Indo-Dutch Innovators: interview with Michel Rademaker on cybersecurity

December 14, 2022

For their Indo-Dutch Innovator series, the Netherlands Innovation Network India spoke to Michel Rademaker, Deputy Director at HCSS – The Hague Centre for Strategic Studies, one of the key persons behind the Indo-Dutch Cyber Security School 2022 (#IDCSS22).

Michel talked about cybersecurity, cyber diplomacy and the benefits of an Indo-Dutch collaboration in the cyber sector. Read the interview here:

Q: Could you tell us about the Indo-Dutch cybersecurity school and its highlights?

Cybersecurity is increasingly important for our digital, but also our physical world. It is integrated in all parts of life. Therefore we need to have a broad understanding of cyber, and not only the technical aspects. The Indo-Dutch cybersecurity school does this. It’s a very nice endeavor where we try to have students from an alpha, beta, and gamma background. The course does not only focus on technology, but also on cyber policy, legal aspects, social aspects, etc. That’s an important part of the thinking: we need to work interdisciplinary.  
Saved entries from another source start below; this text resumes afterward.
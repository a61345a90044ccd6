//! Configuration store error types.
//!
//! Every failure of a load or a write is reported through
//! [`ConfigStoreError`]. A failed write never leaves intermediate state
//! behind: the backing file, the versioned history and the published
//! snapshot are all untouched.

use thiserror::Error;

use crate::validator::ValidationError;

#[cfg(test)]
#[path = "errors_tests.rs"]
mod tests;

/// Message returned when a write is based on a configuration that has
/// since been changed and merging is not possible.
pub const CONFIG_CHANGED_PLEASE_REFRESH: &str =
    "Configuration file has been changed by someone else. Please refresh and try again.";

/// Configuration store errors.
///
/// The variants follow the failure taxonomy of the store:
///
/// - parse and schema errors (`Parse`, `UnsupportedSchemaVersion`, `MigrationFailed`)
/// - validation errors (`ValidationFailed`)
/// - concurrent modification (`ConfigChanged`, `MergeConflict`)
/// - systemic failures (`Repository`, `Io`)
#[derive(Error, Debug, Clone, PartialEq)]
pub enum ConfigStoreError {
    #[error("Failed to parse configuration: {reason}")]
    Parse { reason: String },

    #[error("Unsupported schema version {found}. This server supports schema version {current}")]
    UnsupportedSchemaVersion { found: i64, current: u32 },

    #[error("Failed to migrate configuration from schema version {from} to {to}: {reason}")]
    MigrationFailed { from: u32, to: u32, reason: String },

    #[error("Failed to serialize configuration: {reason}")]
    Serialization { reason: String },

    #[error("Configuration validation failed: {summary}")]
    ValidationFailed {
        summary: String,
        errors: Vec<ValidationError>,
    },

    #[error("Configuration file has been changed by someone else. Please refresh and try again.")]
    ConfigChanged,

    #[error("Configuration merge conflict on {element}: {reason}")]
    MergeConflict { element: String, reason: String },

    #[error("Configuration has not been loaded from {path}")]
    NotLoaded { path: String },

    #[error("No configuration revision found with md5 '{md5}'")]
    RevisionNotFound { md5: String },

    #[error("Config repository operation '{operation}' failed: {reason}")]
    Repository { operation: String, reason: String },

    #[error("Failed to access configuration file: {path} - {reason}")]
    Io { path: String, reason: String },

    #[error("Update command failed: {reason}")]
    CommandFailed { reason: String },

    #[error("Invalid store settings: {reason}")]
    Settings { reason: String },
}

impl ConfigStoreError {
    /// Returns `true` for errors a caller should answer with
    /// refresh-and-retry.
    pub fn is_conflict(&self) -> bool {
        matches!(
            self,
            ConfigStoreError::ConfigChanged | ConfigStoreError::MergeConflict { .. }
        )
    }

    /// Returns `true` for parse, schema and validation errors.
    pub fn is_invalid_config(&self) -> bool {
        matches!(
            self,
            ConfigStoreError::Parse { .. }
                | ConfigStoreError::UnsupportedSchemaVersion { .. }
                | ConfigStoreError::MigrationFailed { .. }
                | ConfigStoreError::ValidationFailed { .. }
        )
    }

    pub(crate) fn io(path: &std::path::Path, error: std::io::Error) -> Self {
        ConfigStoreError::Io {
            path: path.display().to_string(),
            reason: error.to_string(),
        }
    }
}

/// Result type alias for configuration store operations.
pub type ConfigStoreResult<T> = Result<T, ConfigStoreError>;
This year we have 3000 students, which we are very proud of. We hosted 21 lectures from the world’s leading experts in Cybersecurity, such as the former US Cyber Diplomat, Christopher Painter, CSIS Fellow Dr. Alexander Klimburg, GDPR and Cyber Law expert Benedetta Podesta and Dr Akash Thakar, Forensics expert.

Q: Why is it so important to work on cyber security at the moment and what is the role of international cyber diplomacy in this?
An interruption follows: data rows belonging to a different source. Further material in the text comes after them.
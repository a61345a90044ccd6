use clap::{Parser, Subcommand};
use colored::Colorize;
use config_store::ConfigReloadTask;
use tracing::{error, info};
use tracing_subscriber::{fmt, prelude::*, EnvFilter};

use config_store_cli::commands::{
    history_cmd::{self, HistoryCommands},
    open_store,
    store_cmd::{self, StoreCommands},
};
use config_store_cli::config::{load_settings, watch_interval};
use config_store_cli::errors::Error;

/// Pipeline configuration store CLI
#[derive(Parser)]
#[command(name = "go-config")]
#[command(about = "Inspect and change the versioned pipeline configuration", long_about = None)]
struct Cli {
    /// Path to the store settings file
    #[arg(short, long, global = true)]
    settings: Option<String>,

    #[command(subcommand)]
    command: Commands,
}

#[derive(Subcommand)]
enum Commands {
    #[command(flatten)]
    Store(StoreCommands),

    #[command(flatten)]
    History(HistoryCommands),

    /// Reload the configuration whenever the file changes, until interrupted
    Watch {
        /// Seconds between checks; defaults to the configured interval
        #[arg(short, long)]
        interval: Option<u64>,
    },

    /// Show the CLI version
    Version,
}

async fn watch(settings_path: Option<&str>, interval: Option<u64>) -> Result<(), Error> {
    let settings = load_settings(settings_path)?;
    let interval = watch_interval(&settings, interval)?;

    let source = std::sync::Arc::new(open_store(&settings, None)?);
    let handle = ConfigReloadTask::new(source, interval).spawn();

    info!("Watching configuration file, press Ctrl-C to stop");
    if let Err(e) = tokio::signal::ctrl_c().await {
        error!("Failed to listen for Ctrl-C: {}", e);
    }
    handle.shutdown().await;
    Ok(())
}

fn print_output(output: String) {
    println!("{output}");
}

#[tokio::main]
async fn main() {
    // Initialize logging
    tracing_subscriber::registry()
        .with(fmt::layer().pretty())
        .with(EnvFilter::from_env("GO_CONFIG_LOG"))
        .init();

    let cli = Cli::parse();
    let result = match &cli.command {
        Commands::Version => {
            println!("go-config version {}", env!("CARGO_PKG_VERSION"));
            Ok(())
        }
        Commands::Watch { interval } => watch(cli.settings.as_deref(), *interval).await,
        Commands::Store(cmd) => load_settings(cli.settings.as_deref())
            .and_then(|settings| store_cmd::execute(cmd, &settings))
            .map(print_output),
        Commands::History(cmd) => load_settings(cli.settings.as_deref())
            .and_then(|settings| history_cmd::execute(cmd, &settings))
            .map(print_output),
    };

    if let Err(e) = result {
        error!("Error: {e}");
        eprintln!("{} {}", "error:".red().bold(), e);
        std::process::exit(e.exit_code());
    }
}
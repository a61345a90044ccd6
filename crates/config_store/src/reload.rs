//! Detection of out-of-band edits to the configuration file.
//!
//! The data source remembers the size and modification time of the file as
//! last loaded or written. A reload check compares the current attributes
//! first and only hashes the content when they changed.
//!
//! [`ConfigReloadTask`] runs the check periodically on the tokio runtime.

use std::fs;
use std::path::Path;
use std::sync::Arc;
use std::time::{Duration, SystemTime};

use chrono::{DateTime, Utc};
use tokio::sync::watch;
use tokio::task::JoinHandle;
use tracing::{debug, error, info};

use crate::data_source::ConfigDataSource;
use crate::errors::{ConfigStoreError, ConfigStoreResult};

#[cfg(test)]
#[path = "reload_tests.rs"]
mod tests;

/// Size and modification time of a file.
#[derive(Debug, Clone, Copy, PartialEq, Eq)]
pub struct FileAttributes {
    pub len: u64,
    pub modified: Option<SystemTime>,
}

impl FileAttributes {
    /// Modification time formatted for log messages.
    pub fn modified_display(&self) -> String {
        self.modified
            .map(|t| DateTime::<Utc>::from(t).to_rfc3339())
            .unwrap_or_else(|| "unknown time".to_string())
    }
}

/// Attributes of the configuration file as last observed by the data source.
#[derive(Debug, Default)]
pub struct ReloadState {
    last: Option<FileAttributes>,
}

impl ReloadState {
    pub fn new() -> Self {
        Self::default()
    }

    /// Reads the current attributes of `path`.
    pub fn observe(path: &Path) -> ConfigStoreResult<FileAttributes> {
        let metadata = fs::metadata(path).map_err(|e| ConfigStoreError::io(path, e))?;
        Ok(FileAttributes {
            len: metadata.len(),
            modified: metadata.modified().ok(),
        })
    }

    /// Whether `attributes` differ from the last recorded ones.
    pub fn is_modified(&self, attributes: &FileAttributes) -> bool {
        self.last.as_ref() != Some(attributes)
    }

    pub fn record(&mut self, attributes: FileAttributes) {
        self.last = Some(attributes);
    }

    pub fn last_observed(&self) -> Option<FileAttributes> {
        self.last
    }
}

/// Periodically reloads the configuration file when it changed on disk.
pub struct ConfigReloadTask {
    source: Arc<ConfigDataSource>,
    interval: Duration,
}

/// Handle of a running [`ConfigReloadTask`].
pub struct ReloadTaskHandle {
    shutdown: watch::Sender<bool>,
    join: JoinHandle<()>,
}

impl ReloadTaskHandle {
    /// Stops the task and waits for the current check to finish.
    pub async fn shutdown(self) {
        let _ = self.shutdown.send(true);
        if let Err(e) = self.join.await {
            error!("Configuration reload task ended abnormally: {}", e);
        }
    }
}

impl ConfigReloadTask {
    pub fn new(source: Arc<ConfigDataSource>, interval: Duration) -> Self {
        Self { source, interval }
    }

    /// Spawns the task on the current tokio runtime.
    pub fn spawn(self) -> ReloadTaskHandle {
        let (shutdown, receiver) = watch::channel(false);
        let join = tokio::spawn(self.run(receiver));
        ReloadTaskHandle { shutdown, join }
    }

    /// Runs reload checks until `shutdown` turns `true` or its sender is
    /// dropped. Failed checks are logged; the published snapshot stays.
    pub async fn run(self, mut shutdown: watch::Receiver<bool>) {
        info!(
            interval_secs = self.interval.as_secs(),
            path = %self.source.location().display(),
            "Configuration reload task started"
        );

        let mut ticker = tokio::time::interval(self.interval);
        loop {
            tokio::select! {
                _ = ticker.tick() => self.check_once().await,
                changed = shutdown.changed() => {
                    if changed.is_err() || *shutdown.borrow() {
                        break;
                    }
                }
            }
        }

        info!("Configuration reload task stopped");
    }

    async fn check_once(&self) {
        let source = self.source.clone();
        match tokio::task::spawn_blocking(move || source.reload_if_modified()).await {
            Ok(Ok(Some(holder))) => {
                info!(md5 = %holder.md5, "Configuration reloaded from file");
            }
            Ok(Ok(None)) => debug!("Configuration file unchanged"),
            Ok(Err(e)) => error!("Failed to reload configuration file: {}", e),
            Err(e) => error!("Configuration reload check panicked: {}", e),
        }
    }
}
The geopolitics of cyber is getting more harsh. We face autocracies, who organize their own digital world and set up their own internets. They thereby  are closing off their people from the rest of the world.

We see malicious behavior that we know from offline – such as espionage, extortions, national attacks – in the virtual domain and it is becoming more and more sophisticated. Therefore it is necessary to focus more on the cyber domain and its safety and security.

On the international approaches, multilateralism is the solution. While preparing cyber security strategies diplomacy should engage all, not only government. If you forget certain angles, you will surely only come up with a partial solution.

Q: What is the strength of India and NL working together in Cybersecurity?
In the Netherlands we invest substantially on an individual level and are strong at these type of solutions. India is all about scalability and affordability. I think India is strong on engineering and technology, and the Netherlands is looking also very much from a policy and ethical angle at cyber.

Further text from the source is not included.